Well, but.... we had better fold up business reporting while we're at it--business journalists were wildly inaccurate about the economic meltdown, right? So the answer is... stop covering business. Better not to write about it at all than to suffer from inferior practitioners?

I don't think that holds up. Plus, I have no doubt that wherever CEOs gather, they bitch about innacurate financial reporting. When politicans assemble at their favorite watering hole, one of the things they talk about is how innacurate political reporting is. And so on. Legitimate reporters ignore it and soldier on. It's not really my job to speak for or justify shoddy journalism from others in my line of work.

P.S. Can't help noting the delicious irony of scientists simultaneously lambasting journalists for not doing a better job of communicating science (which scientists are generally poorly equipped to attempt on their own),while decrying the new paywall at the UK Times.

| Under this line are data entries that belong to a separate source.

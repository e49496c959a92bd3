// SPDX-FileCopyrightText: 2026 ArcheBase
//
// SPDX-License-Identifier: MulanPSL-2.0

//! Export command - write recordings into dataset shards.

use std::path::{Path, PathBuf};
use std::time::Instant;

use clap::{Args, Subcommand};
use tracing::info;

use crate::common::{format_bytes, format_duration, ProgressBar, Result};
use toile::io::discover_inputs;
use toile::{BatchDriver, Compression, ExportConfig, ExportKind, FrameFormat, TiffStackDecoder};

/// Export recordings.
#[derive(Subcommand, Clone, Debug)]
pub enum ExportCmd {
    /// One sample per frame
    Frames(ExportArgs),

    /// Fixed-length frame windows (not implemented)
    Clips(ExportArgs),

    /// One sample per recording (not implemented)
    Movies(ExportArgs),
}

/// Options shared by every export kind.
#[derive(Args, Clone, Debug)]
pub struct ExportArgs {
    /// Recording directories or stack files
    #[arg(value_name = "INPUT", required = true)]
    inputs: Vec<PathBuf>,

    /// Output directory for shards
    #[arg(short, long, value_name = "DIR")]
    output: Option<PathBuf>,

    /// TOML file with export settings (flags override it)
    #[arg(long, value_name = "FILE")]
    config: Option<PathBuf>,

    /// Treat each INPUT as a parent directory of recordings
    #[arg(long)]
    each: bool,

    /// Shard filename stem (default: output directory name)
    #[arg(long)]
    stem: Option<String>,

    /// Maximum payload bytes per shard
    #[arg(long, value_name = "BYTES")]
    max_shard_size: Option<u64>,

    /// Maximum samples per shard
    #[arg(long, value_name = "COUNT")]
    max_shard_count: Option<usize>,

    /// Shard file extension
    #[arg(long)]
    extension: Option<String>,

    /// Rescale each recording to 8 bits
    #[arg(long)]
    to_uint8: bool,

    /// Compress shards after writing (none, gzip, zstd)
    #[arg(long, value_name = "CODEC")]
    compress: Option<Compression>,

    /// Sample key template, e.g. "{index:06}"
    #[arg(long, value_name = "TEMPLATE")]
    key_template: Option<String>,

    /// Sample shape per frame (full, image, experiment)
    #[arg(long, value_name = "FORMAT")]
    format: Option<FrameFormat>,

    /// Glob locating the stack inside each recording directory
    #[arg(long, value_name = "GLOB")]
    stack_pattern: Option<String>,

    /// Regex with named captures parsed from stack file names
    #[arg(long, value_name = "REGEX")]
    filename_pattern: Option<String>,
}

impl ExportCmd {
    pub fn run(self, verbose: bool) -> Result<()> {
        let (kind, args) = match self {
            ExportCmd::Frames(args) => (ExportKind::Frames, args),
            ExportCmd::Clips(args) => (ExportKind::Clips, args),
            ExportCmd::Movies(args) => (ExportKind::Movies, args),
        };
        cmd_export(kind, args, verbose)
    }
}

impl ExportArgs {
    /// Merge flags over the config file (or defaults).
    fn to_config(&self, kind: ExportKind, verbose: bool) -> Result<ExportConfig> {
        let mut config = match &self.config {
            Some(path) => ExportConfig::from_toml_file(path)?,
            None => ExportConfig::default(),
        };
        config.kind = kind;
        config.verbose |= verbose;
        config.to_uint8 |= self.to_uint8;
        if let Some(output) = &self.output {
            config.output_dir = output.clone();
        }
        if config.output_dir.as_os_str().is_empty() {
            anyhow::bail!("no output directory: pass -o/--output or set output_dir in the config");
        }
        if let Some(stem) = &self.stem {
            config.stem = Some(stem.clone());
        }
        if let Some(size) = self.max_shard_size {
            config.max_shard_size = size;
        }
        if let Some(count) = self.max_shard_count {
            config.max_shard_count = Some(count);
        }
        if let Some(extension) = &self.extension {
            config.extension = extension.clone();
        }
        if let Some(compression) = self.compress {
            config.compression = compression;
        }
        if let Some(template) = &self.key_template {
            config.key_template = template.clone();
        }
        if let Some(format) = self.format {
            config.frame_format = format;
        }
        if let Some(pattern) = &self.stack_pattern {
            config.stack_pattern = pattern.clone();
        }
        if let Some(pattern) = &self.filename_pattern {
            config.filename_pattern = Some(pattern.clone());
        }
        Ok(config)
    }

    fn resolve_inputs(&self) -> Result<Vec<PathBuf>> {
        if !self.each {
            return Ok(self.inputs.clone());
        }
        let mut inputs = Vec::new();
        for parent in &self.inputs {
            inputs.extend(discover_inputs(parent)?);
        }
        Ok(inputs)
    }
}

/// Cmd: Export recordings
fn cmd_export(kind: ExportKind, args: ExportArgs, verbose: bool) -> Result<()> {
    let config = args.to_config(kind, verbose)?;
    let inputs = args.resolve_inputs()?;
    let output_dir = config.output_dir.clone();

    let driver = BatchDriver::new(config, TiffStackDecoder::new())?;
    info!(
        inputs = inputs.len(),
        output = %output_dir.display(),
        "exporting {}",
        kind.as_str()
    );

    let start = Instant::now();
    let progress = ProgressBar::new(inputs.len() as u64, "export");
    let stats = driver.run_with_progress(&inputs, |input: &Path, _| {
        progress.inc(1);
        progress.set_message(display_name(input));
    })?;
    let elapsed = start.elapsed();
    progress.finish_with_message(format!("{} inputs", inputs.len()));

    println!("=== Export ===");
    println!("Succeeded: {}", stats.succeeded);
    println!("Failed: {}", stats.failed);
    println!("Samples: {}", stats.samples_written);
    println!("Shards: {}", stats.shards.len());
    let payload: u64 = stats.shards.iter().map(|s| s.payload_size).sum();
    println!("Payload: {}", format_bytes(payload));
    if stats.metadata_diagnostics > 0 {
        println!("Dropped metadata fields: {}", stats.metadata_diagnostics);
    }
    if !stats.compressed.is_empty() || !stats.compression_failures.is_empty() {
        println!(
            "Compressed: {} ({} left uncompressed)",
            stats.compressed.len(),
            stats.compression_failures.len()
        );
    }
    println!("Duration: {}", format_duration(elapsed.as_nanos() as u64));

    if !stats.failures.is_empty() {
        println!();
        println!("Failed inputs:");
        for failure in &stats.failures {
            println!("  {}: {}", failure.input.display(), failure.error);
        }
    }

    Ok(())
}

fn display_name(path: &Path) -> String {
    path.file_name()
        .map(|n| n.to_string_lossy().into_owned())
        .unwrap_or_else(|| path.display().to_string())
}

So, you're saying you want better journalism, and, by the way, it better be free. Got it.

Dirk -

You are taking far too seriously my "sometimes I think," fantasy moment. My point is not that there should be an end to science reporting, merely that it should be better and/or at least provide citations to original material.

It's not really my job to speak for or justify shoddy journalism from others in my line of work.

Then what are here for exactly? This is not to say that I object to your presence. As an addiction geek, I have a rather strong appreciation for you and your blog. But if you aren't here to speak for, or defend shit, from shit colleagues, then what is your point?

So, you're saying you want better journalism, and, by the way, it better be free. Got it.

Who is saying that? I don't see anyone here mentioning that and certainly don't care myself. Personally, I find most local papers too painful, I see a fair amount of high school students, capable of higher quality writing. And as a student, I haven't the time, or money for well written papers.

I think the running themes here are pretty focused on less shitty science reporting and citations or links in online content. My personal complaint is the damage that shitty psychology reporting frequently causes.

Believe me, I could care less what papers want to charge for. And knowing a few people who make their living from print media, I am well aware of just how rough it is at the moment.

You're right, I've gotten off topic. There are so many blog discussions right now about "Science Journalism: Threat or Menace?" that I sometimes lose track of my place in line. Apologies.